Cada discurso ou declaração de FHC estimula reações antagônicas. De um lado sobressai a cautela, o jogo de cintura, a lei do silêncio. A roleta de ministeriáveis gira sem parar. Nada se diz sobre a agenda, as prioridades, os próximos passos. Os mercados amargam decepções.
Na opinião pública e entre os agentes econômicos, porém, o tônus oposto predomina. Entre os segredos do futuro presidente estariam enormes e repentinas transformações. Nas mãos desse homem o Estado seria domado. Da privatização à reforma fiscal, passando pelas emendas à Constituição e pela abertura da economia, sem falar na inauguração de uma nova fase de investimentos ou do resgate da dívida social, todos os anseios se projetam no espaço deixado propositadamente vazio por FHC. As expectativas de mudança econômica e política variam, como é típico da sociedade brasileira.

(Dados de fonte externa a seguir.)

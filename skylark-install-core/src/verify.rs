use anyhow::{Context, Result};
use std::path::Path;
use std::process::Command;

/// Confirms the installed binary answers its version entry point.
///
/// Failure reports the exact path tested so the user can diagnose
/// permission or corruption problems directly.
pub fn verify_installed(binary: &Path) -> Result<String> {
    let output = Command::new(binary)
        .arg("--version")
        .output()
        .with_context(|| format!("failed to execute {}", binary.display()))?;

    if !output.status.success() {
        anyhow::bail!(
            "installed binary at {} failed its version check (exit code {:?})",
            binary.display(),
            output.status.code()
        );
    }

    let reported = String::from_utf8_lossy(&output.stdout).trim().to_string();
    log::info!("Installed binary reports: {}", reported);
    Ok(reported)
}
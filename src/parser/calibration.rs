use crate::parser::tokenizer::parse_token;
pub const DEFAULT_FACTOR: f64 = 1.0;
/// One slot added to or removed from the calibration vector.
#[derive(Clone, Copy, Debug, PartialEq, Eq)]
pub enum ResizeStep {
    /// A new channel was appended at this index.
    Added(usize),
    /// The channel at this index was removed from the tail.
    Removed(usize),
}
/// Per-channel scale factors, index = channel number.
#[derive(Clone, Debug, Default)]
pub struct ChannelCalibration {
    factors: Vec<f64>,
}
impl ChannelCalibration {
    #[cfg(test)]
    pub fn new() -> Self {
        Self::default()
    }
    #[cfg(test)]
    pub fn len(&self) -> usize {
        self.factors.len()
    }
    #[cfg(test)]
    pub fn is_empty(&self) -> bool {
        self.factors.is_empty()
    }
    #[cfg(test)]
    pub fn get(&self, index: usize) -> Option<f64> {
        self.factors.get(index).copied()
    }
    /// Grows or shrinks one slot at a time until `len() == target_len`.
    ///
    /// Every slot change is reported in order so observers can mirror the
    /// channel list step by step. New slots start at [`DEFAULT_FACTOR`].
    pub fn reconcile(&mut self, target_len: usize) -> Vec<ResizeStep> {
        let mut steps = Vec::new();
        while self.factors.len() < target_len {
            steps.push(ResizeStep::Added(self.factors.len()));
            self.factors.push(DEFAULT_FACTOR);
        }
        while self.factors.len() > target_len {
            self.factors.pop();
            steps.push(ResizeStep::Removed(self.factors.len()));
        }
        steps
    }
    /// Drops every factor and seeds `len` unity factors.
    pub fn reset(&mut self, len: usize) -> Vec<ResizeStep> {
        let mut steps = self.reconcile(0);
        steps.extend(self.reconcile(len));
        steps
    }
    /// Overwrites one factor. Returns `false` (and keeps the old value) when
    /// `index` is out of range or `value` is not finite.
    pub fn set(&mut self, index: usize, value: f64) -> bool {
        if !value.is_finite() {
            return false;
        }
        match self.factors.get_mut(index) {
            Some(slot) => {
                *slot = value;
                true
            }
            None => false,
        }
    }
    /// Like [`set`](Self::set) but takes the raw text typed by the user.
    pub fn set_from_str(&mut self, index: usize, text: &str) -> bool {
        match parse_token(text) {
            Some(value) => self.set(index, value),
            None => false,
        }
    }
    /// Detached copy of the current factors.
    pub fn snapshot(&self) -> Vec<f64> {
        self.factors.clone()
    }
}
use std::fmt::Write as _;
use std::fs;
use std::path::{Path, PathBuf};
use serde::Serialize;
use crate::parser::datalog::{DataLog, ParsedLine};
use crate::parser::ParserError;
#[derive(Clone, Copy, Debug, PartialEq, Eq)]
pub enum ExportFormat {
    /// Scaled values only, `", "` between fields, one line per entry.
    DelimitedText,
    /// Full JSON snapshot: raw values, factors and scaled values.
    Structured,
}
/// File types offered in the save dialog. `.txt` and `.csv` share a renderer.
#[derive(Clone, Copy, Debug, PartialEq, Eq)]
pub enum FileType {
    Txt,
    Csv,
    Json,
}
impl FileType {
    pub const ALL: [FileType; 3] = [FileType::Txt, FileType::Csv, FileType::Json];
    pub fn extension(self) -> &'static str {
        match self {
            FileType::Txt => ".txt",
            FileType::Csv => ".csv",
            FileType::Json => ".json",
        }
    }
    pub fn format(self) -> ExportFormat {
        match self {
            FileType::Txt | FileType::Csv => ExportFormat::DelimitedText,
            FileType::Json => ExportFormat::Structured,
        }
    }
}
#[derive(Serialize)]
struct DocumentRef<'a> {
    data: &'a [ParsedLine],
}
#[cfg(test)]
#[derive(serde::Deserialize)]
struct Document {
    data: Vec<ParsedLine>,
}
pub fn render(log: &DataLog, format: ExportFormat) -> Result<Vec<u8>, ParserError> {
    match format {
        ExportFormat::DelimitedText => {
            let mut out = String::new();
            for line in log.lines() {
                // writing into a String cannot fail
                let _ = writeln!(out, "{}", line.display());
            }
            Ok(out.into_bytes())
        }
        ExportFormat::Structured => Ok(serde_json::to_vec(&DocumentRef { data: log.lines() })?),
    }
}
/// Reads a structured export back into its records.
///
/// Records whose three arrays differ in length are rejected.
#[cfg(test)]
pub fn parse_structured(bytes: &[u8]) -> Result<Vec<ParsedLine>, ParserError> {
    use serde::de::Error as _;
    let doc: Document = serde_json::from_slice(bytes)?;
    if let Some(index) = doc.data.iter().position(|line| !line.is_consistent()) {
        let msg = format!("record {index} has mismatched array lengths");
        return Err(serde_json::Error::custom(msg).into());
    }
    Ok(doc.data)
}
/// `filename` with the file type's extension appended, e.g. `data` -> `data.csv`.
pub fn export_path(filename: impl AsRef<Path>, file_type: FileType) -> PathBuf {
    let mut path = filename.as_ref().as_os_str().to_owned();
    path.push(file_type.extension());
    PathBuf::from(path)
}
pub fn write_file(path: &Path, bytes: &[u8]) -> Result<(), ParserError> {
    fs::write(path, bytes).map_err(|source| ParserError::ExportFailed {
        path: path.to_path_buf(),
        source,
    })
}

É difícil saber se essa estratégia prima pela astúcia ou pelo risco. O segredo é sempre a alma do negócio, mas a política é um negócio sem alma. Principalmente quando pioram as condições econômicas.
É justamente o que vem ocorrendo. Nada catastrófico, mas o suficiente para tornar muito mais ansiosa a espera pelo ajuste ou pela agenda do novo governo. E não é apenas a inflação que ameaça.
A chamada âncora cambial é hoje alvo de críticas relevantes. Tornou-se estampada a inconsistência entre luta contra a inflação e sobrevivência de indexadores como IPC-r, Ufir ou TR. Os juros reais extremamente elevados contribuem pouco para conter a demanda.
Já se ingressou num processo de estabilização, mas a dívida pública continua concentrada no curtíssimo prazo, impedindo a construção de um horizonte de queda dos juros. O país mostra-se estruturalmente incapaz de aumentar importações sem esbarrar em burocracia, portos e aeroportos ineficientes. E a cada semana surgem novas estimativas de déficit público para 1995.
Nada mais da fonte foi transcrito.